**Exercise brief:** Check each line of the records below and collect those holding "const".
===
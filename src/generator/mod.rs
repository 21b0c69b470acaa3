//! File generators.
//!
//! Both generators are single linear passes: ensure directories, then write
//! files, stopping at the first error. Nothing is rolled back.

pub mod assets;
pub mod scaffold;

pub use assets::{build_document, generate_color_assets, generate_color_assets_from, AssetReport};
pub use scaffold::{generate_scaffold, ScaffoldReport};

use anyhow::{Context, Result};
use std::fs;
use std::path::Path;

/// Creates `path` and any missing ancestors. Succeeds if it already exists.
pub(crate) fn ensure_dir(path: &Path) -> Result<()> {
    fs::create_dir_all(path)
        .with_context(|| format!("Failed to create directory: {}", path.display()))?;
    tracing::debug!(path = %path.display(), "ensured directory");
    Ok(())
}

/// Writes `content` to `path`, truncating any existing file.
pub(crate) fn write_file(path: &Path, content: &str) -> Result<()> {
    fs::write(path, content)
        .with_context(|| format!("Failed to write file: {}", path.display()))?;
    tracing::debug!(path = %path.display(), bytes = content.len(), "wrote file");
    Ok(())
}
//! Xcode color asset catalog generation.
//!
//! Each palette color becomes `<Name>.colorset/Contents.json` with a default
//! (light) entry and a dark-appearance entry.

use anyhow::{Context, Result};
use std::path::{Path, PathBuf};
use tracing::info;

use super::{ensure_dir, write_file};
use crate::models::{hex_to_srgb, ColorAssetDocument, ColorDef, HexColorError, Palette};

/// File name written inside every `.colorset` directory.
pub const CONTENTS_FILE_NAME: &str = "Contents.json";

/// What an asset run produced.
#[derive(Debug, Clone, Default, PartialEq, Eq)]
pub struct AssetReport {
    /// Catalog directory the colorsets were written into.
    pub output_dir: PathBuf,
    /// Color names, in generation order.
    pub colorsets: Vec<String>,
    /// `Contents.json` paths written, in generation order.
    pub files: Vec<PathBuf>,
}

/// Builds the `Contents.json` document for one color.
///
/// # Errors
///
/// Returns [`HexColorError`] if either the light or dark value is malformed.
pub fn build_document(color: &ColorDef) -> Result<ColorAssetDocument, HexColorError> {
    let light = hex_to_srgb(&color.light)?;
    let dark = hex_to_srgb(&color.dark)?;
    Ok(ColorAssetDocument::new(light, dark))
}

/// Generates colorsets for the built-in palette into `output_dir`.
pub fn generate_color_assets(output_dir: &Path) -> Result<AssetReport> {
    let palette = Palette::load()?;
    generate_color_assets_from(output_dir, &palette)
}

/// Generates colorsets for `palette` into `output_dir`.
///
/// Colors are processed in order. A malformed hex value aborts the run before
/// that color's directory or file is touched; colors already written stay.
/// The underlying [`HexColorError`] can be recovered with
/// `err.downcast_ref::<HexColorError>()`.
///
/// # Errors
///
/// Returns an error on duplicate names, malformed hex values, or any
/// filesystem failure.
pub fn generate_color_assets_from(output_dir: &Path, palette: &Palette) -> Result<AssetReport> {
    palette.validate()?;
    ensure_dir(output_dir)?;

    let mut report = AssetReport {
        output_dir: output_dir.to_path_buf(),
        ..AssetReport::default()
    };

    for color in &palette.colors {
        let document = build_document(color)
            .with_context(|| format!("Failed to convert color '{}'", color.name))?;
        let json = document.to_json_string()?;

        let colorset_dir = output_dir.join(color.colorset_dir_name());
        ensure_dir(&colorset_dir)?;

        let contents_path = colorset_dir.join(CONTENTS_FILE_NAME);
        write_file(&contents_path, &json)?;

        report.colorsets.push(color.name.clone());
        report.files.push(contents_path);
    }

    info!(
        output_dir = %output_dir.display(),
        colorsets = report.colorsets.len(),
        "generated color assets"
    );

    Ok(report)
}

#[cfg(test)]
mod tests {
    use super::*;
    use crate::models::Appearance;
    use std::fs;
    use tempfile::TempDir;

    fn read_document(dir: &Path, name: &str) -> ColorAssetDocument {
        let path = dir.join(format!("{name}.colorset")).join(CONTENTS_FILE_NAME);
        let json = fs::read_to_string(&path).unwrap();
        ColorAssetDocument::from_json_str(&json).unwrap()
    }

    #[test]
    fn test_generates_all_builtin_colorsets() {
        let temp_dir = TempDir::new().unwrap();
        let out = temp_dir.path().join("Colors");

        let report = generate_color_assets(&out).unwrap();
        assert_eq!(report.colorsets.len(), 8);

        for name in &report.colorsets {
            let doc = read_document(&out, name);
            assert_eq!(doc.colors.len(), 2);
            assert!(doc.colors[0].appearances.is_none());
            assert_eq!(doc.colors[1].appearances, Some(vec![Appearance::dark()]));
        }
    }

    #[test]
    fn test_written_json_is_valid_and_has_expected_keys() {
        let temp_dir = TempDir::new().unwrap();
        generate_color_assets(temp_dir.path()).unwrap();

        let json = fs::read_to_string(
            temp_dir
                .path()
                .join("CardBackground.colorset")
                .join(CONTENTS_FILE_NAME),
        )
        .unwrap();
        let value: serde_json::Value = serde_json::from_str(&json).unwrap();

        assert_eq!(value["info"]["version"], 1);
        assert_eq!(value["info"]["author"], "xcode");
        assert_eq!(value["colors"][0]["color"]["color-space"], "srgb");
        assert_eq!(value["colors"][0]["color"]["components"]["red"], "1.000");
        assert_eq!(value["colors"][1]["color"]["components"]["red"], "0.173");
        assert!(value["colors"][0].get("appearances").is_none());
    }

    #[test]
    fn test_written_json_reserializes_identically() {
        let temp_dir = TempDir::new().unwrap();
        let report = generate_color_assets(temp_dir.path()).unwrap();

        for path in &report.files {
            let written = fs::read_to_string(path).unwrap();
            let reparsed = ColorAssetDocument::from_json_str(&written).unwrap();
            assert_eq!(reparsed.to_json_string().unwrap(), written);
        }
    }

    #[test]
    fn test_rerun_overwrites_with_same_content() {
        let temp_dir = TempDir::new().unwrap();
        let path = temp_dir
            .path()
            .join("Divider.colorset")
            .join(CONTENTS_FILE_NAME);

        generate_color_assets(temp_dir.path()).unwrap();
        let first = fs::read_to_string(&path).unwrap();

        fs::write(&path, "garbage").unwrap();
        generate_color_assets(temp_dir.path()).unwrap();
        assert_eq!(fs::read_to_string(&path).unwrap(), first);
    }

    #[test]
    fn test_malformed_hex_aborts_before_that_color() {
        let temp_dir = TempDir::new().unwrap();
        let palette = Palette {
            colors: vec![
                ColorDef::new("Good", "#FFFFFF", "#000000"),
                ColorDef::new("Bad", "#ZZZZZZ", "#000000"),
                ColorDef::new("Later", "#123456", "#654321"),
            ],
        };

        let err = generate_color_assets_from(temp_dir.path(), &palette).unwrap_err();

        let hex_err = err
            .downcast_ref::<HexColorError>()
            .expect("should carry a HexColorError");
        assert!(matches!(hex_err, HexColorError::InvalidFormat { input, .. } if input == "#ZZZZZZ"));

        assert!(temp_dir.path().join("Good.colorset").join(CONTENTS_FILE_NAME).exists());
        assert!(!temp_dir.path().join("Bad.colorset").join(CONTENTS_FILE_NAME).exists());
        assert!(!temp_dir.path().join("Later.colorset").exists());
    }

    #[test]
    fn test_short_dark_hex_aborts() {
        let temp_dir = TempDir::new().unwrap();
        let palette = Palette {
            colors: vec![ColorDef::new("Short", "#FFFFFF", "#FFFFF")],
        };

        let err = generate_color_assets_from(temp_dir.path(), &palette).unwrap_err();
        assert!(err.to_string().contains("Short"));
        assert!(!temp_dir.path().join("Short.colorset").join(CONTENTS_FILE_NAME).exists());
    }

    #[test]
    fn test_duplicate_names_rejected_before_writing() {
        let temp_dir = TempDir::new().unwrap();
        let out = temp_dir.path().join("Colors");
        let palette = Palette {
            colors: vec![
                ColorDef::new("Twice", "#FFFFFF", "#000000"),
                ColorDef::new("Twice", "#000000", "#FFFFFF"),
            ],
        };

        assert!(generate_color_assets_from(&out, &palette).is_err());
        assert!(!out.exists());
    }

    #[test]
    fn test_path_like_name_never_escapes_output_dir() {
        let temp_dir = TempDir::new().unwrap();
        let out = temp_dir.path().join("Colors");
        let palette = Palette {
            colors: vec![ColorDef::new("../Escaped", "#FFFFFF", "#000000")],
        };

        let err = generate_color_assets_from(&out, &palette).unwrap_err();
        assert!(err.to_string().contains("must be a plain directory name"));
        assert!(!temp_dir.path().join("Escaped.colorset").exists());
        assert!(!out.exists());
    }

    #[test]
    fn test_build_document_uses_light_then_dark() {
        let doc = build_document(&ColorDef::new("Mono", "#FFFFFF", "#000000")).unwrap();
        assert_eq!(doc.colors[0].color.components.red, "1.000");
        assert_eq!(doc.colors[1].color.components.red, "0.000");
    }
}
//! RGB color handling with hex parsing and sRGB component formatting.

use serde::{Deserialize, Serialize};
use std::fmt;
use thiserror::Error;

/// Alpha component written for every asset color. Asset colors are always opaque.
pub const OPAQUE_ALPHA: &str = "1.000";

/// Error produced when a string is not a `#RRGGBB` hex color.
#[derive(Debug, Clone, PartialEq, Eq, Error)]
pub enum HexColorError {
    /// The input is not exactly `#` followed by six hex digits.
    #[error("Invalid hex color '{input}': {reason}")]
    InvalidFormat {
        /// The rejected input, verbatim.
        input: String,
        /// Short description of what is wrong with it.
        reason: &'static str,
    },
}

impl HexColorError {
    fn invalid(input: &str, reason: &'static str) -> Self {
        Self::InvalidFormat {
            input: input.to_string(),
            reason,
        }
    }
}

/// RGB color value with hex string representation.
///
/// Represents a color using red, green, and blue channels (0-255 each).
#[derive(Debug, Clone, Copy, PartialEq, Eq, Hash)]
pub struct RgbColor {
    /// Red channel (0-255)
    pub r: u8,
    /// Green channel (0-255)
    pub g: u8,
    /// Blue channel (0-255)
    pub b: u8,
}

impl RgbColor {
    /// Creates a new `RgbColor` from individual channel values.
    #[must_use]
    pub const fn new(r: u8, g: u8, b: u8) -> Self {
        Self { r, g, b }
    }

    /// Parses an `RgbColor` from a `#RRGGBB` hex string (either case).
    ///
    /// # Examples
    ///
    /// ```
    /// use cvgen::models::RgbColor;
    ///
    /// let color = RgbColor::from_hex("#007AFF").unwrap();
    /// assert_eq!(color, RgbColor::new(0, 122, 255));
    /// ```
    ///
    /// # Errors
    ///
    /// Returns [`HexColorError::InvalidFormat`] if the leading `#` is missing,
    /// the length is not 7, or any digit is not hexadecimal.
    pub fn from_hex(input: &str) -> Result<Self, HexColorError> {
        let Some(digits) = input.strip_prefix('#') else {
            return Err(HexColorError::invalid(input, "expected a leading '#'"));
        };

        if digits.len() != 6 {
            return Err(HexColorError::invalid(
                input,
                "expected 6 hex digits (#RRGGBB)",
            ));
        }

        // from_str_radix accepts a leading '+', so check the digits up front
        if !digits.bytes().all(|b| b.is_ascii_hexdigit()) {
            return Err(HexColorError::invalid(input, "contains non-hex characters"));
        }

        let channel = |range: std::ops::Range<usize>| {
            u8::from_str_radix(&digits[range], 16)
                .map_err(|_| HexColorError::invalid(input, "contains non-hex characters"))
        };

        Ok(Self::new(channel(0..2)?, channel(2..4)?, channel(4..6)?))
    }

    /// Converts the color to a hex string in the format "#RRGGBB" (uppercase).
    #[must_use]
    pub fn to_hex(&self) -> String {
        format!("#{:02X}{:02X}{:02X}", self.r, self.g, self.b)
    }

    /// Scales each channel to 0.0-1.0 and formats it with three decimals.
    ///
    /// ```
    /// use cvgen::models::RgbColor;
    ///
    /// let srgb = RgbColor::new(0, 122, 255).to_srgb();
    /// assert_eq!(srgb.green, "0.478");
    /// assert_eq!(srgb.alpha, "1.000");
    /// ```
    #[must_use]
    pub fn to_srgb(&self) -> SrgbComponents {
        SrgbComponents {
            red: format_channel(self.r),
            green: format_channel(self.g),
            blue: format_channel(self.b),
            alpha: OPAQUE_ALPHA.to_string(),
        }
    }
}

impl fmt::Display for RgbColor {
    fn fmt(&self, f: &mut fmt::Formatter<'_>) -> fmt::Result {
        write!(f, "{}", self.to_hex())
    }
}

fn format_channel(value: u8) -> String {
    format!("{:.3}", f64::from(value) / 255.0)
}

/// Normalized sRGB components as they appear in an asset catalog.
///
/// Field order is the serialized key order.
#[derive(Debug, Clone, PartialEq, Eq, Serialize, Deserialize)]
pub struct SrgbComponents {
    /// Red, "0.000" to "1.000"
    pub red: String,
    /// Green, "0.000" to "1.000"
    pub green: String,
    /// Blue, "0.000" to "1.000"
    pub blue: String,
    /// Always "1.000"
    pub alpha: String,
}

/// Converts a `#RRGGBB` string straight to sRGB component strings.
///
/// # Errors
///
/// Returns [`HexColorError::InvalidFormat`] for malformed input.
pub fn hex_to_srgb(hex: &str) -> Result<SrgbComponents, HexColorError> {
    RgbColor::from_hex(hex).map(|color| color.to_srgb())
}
===
**Exercise response:**
pub const CONTENTS_FILE_NAME: &str = "Contents.json";
pub const OPAQUE_ALPHA: &str = "1.000";
    pub const fn new(r: u8, g: u8, b: u8) -> Self {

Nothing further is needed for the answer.